Exercise brief: Please report how many lines of the listing hold the word "StreamNotFound". Add nothing to the number.
Start of Data supplied
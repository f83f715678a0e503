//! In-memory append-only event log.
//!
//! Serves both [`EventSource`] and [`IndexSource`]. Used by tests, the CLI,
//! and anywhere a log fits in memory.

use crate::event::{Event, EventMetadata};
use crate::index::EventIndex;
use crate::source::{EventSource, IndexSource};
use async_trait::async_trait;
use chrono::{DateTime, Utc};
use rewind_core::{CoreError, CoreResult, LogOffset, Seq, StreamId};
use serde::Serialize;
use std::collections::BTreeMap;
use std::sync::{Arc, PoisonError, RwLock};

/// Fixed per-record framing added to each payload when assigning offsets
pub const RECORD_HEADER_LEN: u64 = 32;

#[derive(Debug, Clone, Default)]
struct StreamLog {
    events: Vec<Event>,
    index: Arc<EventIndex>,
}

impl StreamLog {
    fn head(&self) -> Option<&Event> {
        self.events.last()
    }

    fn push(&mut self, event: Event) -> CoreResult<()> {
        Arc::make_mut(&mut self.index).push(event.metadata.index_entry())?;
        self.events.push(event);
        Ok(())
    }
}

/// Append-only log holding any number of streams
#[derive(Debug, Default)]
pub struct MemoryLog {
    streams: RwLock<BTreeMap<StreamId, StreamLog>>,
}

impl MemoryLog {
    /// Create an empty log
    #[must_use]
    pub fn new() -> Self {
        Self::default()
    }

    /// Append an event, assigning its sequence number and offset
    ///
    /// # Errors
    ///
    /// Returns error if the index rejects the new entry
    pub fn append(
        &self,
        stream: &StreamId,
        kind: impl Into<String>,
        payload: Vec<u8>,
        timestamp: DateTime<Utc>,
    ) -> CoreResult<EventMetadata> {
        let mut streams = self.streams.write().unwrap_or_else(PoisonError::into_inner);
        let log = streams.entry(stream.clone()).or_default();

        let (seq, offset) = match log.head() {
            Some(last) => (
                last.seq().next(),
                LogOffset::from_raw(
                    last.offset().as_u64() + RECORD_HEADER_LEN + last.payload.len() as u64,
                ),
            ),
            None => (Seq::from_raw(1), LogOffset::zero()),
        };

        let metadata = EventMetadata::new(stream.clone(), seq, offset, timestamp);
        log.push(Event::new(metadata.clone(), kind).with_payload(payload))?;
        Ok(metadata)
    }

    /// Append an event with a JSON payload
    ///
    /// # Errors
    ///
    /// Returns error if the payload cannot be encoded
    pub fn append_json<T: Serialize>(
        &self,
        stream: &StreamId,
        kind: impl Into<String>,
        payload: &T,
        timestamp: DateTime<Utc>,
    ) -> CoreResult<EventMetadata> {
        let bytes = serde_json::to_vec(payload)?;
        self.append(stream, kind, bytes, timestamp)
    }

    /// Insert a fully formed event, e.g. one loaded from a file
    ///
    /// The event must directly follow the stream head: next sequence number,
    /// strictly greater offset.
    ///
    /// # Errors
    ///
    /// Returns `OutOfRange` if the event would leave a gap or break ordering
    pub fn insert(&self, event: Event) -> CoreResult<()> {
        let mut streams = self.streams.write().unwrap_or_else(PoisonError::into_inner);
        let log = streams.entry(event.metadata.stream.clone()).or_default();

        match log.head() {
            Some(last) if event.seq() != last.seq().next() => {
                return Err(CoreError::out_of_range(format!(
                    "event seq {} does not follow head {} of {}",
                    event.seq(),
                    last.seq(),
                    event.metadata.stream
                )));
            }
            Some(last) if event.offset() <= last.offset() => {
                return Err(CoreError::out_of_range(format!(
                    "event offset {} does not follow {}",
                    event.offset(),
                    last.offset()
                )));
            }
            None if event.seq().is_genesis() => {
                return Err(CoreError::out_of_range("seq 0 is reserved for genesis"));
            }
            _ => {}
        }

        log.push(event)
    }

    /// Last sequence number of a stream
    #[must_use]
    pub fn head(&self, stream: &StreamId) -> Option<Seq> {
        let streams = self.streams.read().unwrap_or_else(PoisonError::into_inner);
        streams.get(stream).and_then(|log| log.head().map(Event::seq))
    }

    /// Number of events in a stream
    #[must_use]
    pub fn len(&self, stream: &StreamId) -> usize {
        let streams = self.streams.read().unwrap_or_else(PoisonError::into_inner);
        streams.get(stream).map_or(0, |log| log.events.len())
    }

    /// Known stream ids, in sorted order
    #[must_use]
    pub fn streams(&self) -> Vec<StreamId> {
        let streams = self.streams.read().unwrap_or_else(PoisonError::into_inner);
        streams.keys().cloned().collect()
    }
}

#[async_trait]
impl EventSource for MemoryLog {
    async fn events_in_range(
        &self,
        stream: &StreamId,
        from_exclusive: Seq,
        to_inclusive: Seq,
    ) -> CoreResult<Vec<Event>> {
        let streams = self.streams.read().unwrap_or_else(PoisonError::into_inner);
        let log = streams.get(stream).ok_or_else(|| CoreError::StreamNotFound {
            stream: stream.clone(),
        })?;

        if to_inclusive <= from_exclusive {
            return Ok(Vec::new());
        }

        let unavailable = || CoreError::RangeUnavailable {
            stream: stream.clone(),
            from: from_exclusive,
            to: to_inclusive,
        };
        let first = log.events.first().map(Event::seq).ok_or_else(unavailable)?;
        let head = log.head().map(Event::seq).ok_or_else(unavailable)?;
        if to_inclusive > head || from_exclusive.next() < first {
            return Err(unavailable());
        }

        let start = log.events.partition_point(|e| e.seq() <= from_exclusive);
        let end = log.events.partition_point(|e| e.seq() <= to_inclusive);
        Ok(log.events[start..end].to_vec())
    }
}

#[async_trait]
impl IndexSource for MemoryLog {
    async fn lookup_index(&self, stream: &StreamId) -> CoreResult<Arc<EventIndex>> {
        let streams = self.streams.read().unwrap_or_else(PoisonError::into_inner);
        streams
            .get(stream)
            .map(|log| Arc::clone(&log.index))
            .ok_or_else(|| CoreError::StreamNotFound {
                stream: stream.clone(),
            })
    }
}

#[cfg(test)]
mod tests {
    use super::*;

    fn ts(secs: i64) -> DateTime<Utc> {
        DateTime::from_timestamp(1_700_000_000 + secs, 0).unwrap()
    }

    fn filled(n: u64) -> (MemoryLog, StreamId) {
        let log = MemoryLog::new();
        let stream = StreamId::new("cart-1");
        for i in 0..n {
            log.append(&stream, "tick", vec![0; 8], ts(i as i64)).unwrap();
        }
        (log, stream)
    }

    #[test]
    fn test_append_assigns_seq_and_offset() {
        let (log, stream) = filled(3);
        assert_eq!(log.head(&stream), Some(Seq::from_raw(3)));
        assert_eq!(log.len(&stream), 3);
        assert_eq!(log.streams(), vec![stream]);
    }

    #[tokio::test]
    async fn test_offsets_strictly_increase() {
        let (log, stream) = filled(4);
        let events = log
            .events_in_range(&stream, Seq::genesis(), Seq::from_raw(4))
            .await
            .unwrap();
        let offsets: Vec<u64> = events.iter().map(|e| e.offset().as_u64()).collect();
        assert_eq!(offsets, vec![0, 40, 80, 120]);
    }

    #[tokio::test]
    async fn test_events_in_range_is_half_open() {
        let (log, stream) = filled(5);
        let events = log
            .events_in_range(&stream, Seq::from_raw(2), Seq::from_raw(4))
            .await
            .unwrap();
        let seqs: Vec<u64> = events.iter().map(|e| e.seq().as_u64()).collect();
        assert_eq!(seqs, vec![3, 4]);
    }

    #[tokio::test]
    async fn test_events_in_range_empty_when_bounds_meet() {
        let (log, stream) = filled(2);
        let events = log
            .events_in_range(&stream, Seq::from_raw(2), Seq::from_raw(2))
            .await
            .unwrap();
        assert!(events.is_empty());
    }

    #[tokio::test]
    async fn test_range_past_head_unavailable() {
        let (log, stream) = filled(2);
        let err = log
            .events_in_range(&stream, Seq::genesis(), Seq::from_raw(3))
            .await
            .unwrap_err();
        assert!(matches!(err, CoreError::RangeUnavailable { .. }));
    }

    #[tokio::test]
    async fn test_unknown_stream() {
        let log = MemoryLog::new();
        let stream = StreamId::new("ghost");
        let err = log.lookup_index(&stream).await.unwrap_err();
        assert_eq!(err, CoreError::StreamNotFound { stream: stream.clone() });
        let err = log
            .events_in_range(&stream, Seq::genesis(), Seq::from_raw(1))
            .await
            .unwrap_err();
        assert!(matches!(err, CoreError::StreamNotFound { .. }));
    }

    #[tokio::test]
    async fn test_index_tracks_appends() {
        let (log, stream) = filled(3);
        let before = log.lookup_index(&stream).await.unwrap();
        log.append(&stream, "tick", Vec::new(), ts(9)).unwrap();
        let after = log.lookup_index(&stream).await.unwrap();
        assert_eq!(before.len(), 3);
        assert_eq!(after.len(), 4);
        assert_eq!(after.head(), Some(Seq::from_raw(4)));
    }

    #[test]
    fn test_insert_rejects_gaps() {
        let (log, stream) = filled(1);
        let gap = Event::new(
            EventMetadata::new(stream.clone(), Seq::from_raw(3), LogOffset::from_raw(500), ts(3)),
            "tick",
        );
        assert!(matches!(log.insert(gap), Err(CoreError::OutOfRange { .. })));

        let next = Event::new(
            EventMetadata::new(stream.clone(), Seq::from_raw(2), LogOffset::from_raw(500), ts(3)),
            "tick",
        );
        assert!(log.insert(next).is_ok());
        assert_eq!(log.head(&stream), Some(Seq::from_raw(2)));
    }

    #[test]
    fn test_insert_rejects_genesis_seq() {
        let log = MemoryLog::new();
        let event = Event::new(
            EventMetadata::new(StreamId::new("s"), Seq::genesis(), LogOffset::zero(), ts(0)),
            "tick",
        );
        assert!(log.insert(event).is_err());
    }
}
End of Data supplied
Start of Data supplied
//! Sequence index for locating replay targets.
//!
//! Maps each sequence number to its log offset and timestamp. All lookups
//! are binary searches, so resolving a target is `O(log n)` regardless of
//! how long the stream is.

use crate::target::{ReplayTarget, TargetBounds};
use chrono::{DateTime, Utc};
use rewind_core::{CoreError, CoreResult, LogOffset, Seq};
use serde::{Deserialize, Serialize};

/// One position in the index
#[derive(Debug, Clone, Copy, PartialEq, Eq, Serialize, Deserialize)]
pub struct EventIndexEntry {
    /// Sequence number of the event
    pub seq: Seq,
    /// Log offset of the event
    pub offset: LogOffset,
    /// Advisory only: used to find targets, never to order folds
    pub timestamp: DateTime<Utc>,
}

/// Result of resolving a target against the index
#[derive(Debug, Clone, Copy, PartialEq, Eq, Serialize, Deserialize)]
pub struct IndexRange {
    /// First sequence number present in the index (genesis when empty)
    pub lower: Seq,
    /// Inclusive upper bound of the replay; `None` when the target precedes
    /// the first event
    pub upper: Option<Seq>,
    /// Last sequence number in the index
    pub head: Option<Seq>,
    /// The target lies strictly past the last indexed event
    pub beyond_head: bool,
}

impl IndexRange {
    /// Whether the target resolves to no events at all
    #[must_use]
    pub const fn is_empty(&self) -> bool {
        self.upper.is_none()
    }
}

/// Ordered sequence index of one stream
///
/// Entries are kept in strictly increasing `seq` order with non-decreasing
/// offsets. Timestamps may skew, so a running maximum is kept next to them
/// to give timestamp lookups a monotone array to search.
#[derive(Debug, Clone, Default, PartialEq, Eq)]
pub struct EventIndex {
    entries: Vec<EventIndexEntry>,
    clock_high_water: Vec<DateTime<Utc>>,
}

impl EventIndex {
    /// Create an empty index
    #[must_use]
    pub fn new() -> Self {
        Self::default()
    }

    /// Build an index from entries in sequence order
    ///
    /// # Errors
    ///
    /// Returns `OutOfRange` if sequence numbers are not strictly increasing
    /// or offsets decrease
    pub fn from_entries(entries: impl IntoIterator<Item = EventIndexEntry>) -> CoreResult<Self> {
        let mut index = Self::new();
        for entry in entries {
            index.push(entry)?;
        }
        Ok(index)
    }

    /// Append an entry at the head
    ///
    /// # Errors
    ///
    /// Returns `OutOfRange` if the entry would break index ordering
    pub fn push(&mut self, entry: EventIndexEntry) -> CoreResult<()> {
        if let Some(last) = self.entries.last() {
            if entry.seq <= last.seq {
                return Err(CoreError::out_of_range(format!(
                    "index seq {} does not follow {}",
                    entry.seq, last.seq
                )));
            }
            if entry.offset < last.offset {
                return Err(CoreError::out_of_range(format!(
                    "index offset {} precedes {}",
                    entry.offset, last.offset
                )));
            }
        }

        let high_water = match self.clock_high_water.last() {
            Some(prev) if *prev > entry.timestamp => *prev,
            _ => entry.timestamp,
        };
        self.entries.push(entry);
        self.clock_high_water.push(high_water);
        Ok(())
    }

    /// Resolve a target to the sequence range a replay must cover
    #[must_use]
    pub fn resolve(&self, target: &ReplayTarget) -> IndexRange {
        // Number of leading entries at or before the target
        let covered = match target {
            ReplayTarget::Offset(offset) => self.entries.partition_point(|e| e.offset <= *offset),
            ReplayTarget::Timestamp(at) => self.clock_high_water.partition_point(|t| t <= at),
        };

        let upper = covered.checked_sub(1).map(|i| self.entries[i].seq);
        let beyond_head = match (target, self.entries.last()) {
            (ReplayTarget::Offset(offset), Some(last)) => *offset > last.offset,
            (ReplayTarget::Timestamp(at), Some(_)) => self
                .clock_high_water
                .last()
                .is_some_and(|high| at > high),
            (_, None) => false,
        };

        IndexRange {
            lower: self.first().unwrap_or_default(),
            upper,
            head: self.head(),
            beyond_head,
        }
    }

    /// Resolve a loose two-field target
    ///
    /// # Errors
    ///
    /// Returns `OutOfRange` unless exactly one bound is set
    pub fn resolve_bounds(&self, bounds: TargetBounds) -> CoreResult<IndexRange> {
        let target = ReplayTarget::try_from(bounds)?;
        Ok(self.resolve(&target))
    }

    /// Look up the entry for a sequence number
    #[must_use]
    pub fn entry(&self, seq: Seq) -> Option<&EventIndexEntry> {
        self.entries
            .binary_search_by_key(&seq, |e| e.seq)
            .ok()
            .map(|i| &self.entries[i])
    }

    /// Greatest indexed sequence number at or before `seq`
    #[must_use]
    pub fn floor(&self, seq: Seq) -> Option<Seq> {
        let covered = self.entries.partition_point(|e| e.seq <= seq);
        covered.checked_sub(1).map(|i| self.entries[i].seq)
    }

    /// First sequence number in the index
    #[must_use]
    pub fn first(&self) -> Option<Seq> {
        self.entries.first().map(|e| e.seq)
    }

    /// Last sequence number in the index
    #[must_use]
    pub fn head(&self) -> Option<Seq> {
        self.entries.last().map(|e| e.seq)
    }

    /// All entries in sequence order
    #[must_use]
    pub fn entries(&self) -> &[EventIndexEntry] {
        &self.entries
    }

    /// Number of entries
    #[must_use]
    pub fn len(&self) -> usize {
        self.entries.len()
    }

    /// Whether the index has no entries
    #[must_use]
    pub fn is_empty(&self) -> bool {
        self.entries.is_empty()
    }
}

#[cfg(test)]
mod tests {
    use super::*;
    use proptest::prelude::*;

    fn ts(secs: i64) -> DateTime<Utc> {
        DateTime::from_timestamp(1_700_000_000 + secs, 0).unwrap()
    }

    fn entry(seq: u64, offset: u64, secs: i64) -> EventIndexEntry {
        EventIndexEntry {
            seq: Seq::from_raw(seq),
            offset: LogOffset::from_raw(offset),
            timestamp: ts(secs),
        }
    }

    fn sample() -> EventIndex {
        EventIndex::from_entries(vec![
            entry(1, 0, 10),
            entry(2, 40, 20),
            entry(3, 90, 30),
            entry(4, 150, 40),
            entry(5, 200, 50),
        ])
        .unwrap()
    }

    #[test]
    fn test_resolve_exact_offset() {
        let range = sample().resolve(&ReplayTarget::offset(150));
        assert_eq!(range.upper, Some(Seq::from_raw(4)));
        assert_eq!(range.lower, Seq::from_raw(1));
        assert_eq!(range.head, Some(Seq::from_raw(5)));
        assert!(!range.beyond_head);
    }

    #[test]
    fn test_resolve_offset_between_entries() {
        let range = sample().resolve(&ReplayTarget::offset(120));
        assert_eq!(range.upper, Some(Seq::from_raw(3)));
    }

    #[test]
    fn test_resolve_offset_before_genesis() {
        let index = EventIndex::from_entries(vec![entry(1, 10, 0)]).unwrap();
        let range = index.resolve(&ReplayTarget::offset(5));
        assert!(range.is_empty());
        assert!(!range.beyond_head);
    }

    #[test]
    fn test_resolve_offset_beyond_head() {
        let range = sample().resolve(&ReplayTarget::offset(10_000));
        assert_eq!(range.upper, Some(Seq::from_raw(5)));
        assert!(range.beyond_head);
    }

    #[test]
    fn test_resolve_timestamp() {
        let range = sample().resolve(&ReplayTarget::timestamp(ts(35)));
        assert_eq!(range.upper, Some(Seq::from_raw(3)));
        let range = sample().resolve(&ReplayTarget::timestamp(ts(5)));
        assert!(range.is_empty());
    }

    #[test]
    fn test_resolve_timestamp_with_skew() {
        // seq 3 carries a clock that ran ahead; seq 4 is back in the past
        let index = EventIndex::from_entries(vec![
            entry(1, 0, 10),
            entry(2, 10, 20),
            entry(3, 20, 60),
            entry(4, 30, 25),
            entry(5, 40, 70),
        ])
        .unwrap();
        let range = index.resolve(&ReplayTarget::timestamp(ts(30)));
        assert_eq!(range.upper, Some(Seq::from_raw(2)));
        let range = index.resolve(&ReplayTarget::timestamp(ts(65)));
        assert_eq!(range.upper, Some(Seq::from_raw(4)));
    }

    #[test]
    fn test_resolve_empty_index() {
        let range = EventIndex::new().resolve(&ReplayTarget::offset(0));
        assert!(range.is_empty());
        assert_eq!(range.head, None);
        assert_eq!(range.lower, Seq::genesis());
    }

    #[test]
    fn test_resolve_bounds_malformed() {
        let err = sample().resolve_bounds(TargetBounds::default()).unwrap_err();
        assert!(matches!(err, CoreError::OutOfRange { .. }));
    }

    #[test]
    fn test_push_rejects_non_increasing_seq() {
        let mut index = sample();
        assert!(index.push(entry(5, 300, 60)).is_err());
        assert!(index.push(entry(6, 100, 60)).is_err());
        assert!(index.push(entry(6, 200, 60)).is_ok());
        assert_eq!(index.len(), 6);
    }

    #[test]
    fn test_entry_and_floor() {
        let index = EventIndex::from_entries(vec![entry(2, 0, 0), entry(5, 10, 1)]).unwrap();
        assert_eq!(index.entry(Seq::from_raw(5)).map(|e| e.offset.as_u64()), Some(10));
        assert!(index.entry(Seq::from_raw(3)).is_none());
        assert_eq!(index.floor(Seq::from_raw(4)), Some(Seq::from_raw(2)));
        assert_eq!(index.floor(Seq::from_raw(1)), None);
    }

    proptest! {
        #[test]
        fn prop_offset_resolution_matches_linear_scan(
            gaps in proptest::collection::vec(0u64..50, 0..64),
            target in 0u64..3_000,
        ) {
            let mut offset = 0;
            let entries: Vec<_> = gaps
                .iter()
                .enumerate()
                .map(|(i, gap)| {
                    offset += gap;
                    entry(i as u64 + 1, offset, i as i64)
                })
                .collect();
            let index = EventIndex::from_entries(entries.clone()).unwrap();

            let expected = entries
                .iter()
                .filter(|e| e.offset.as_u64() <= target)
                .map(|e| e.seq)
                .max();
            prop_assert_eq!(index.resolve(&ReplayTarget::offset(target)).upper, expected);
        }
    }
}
End of Data supplied
Answer section: 4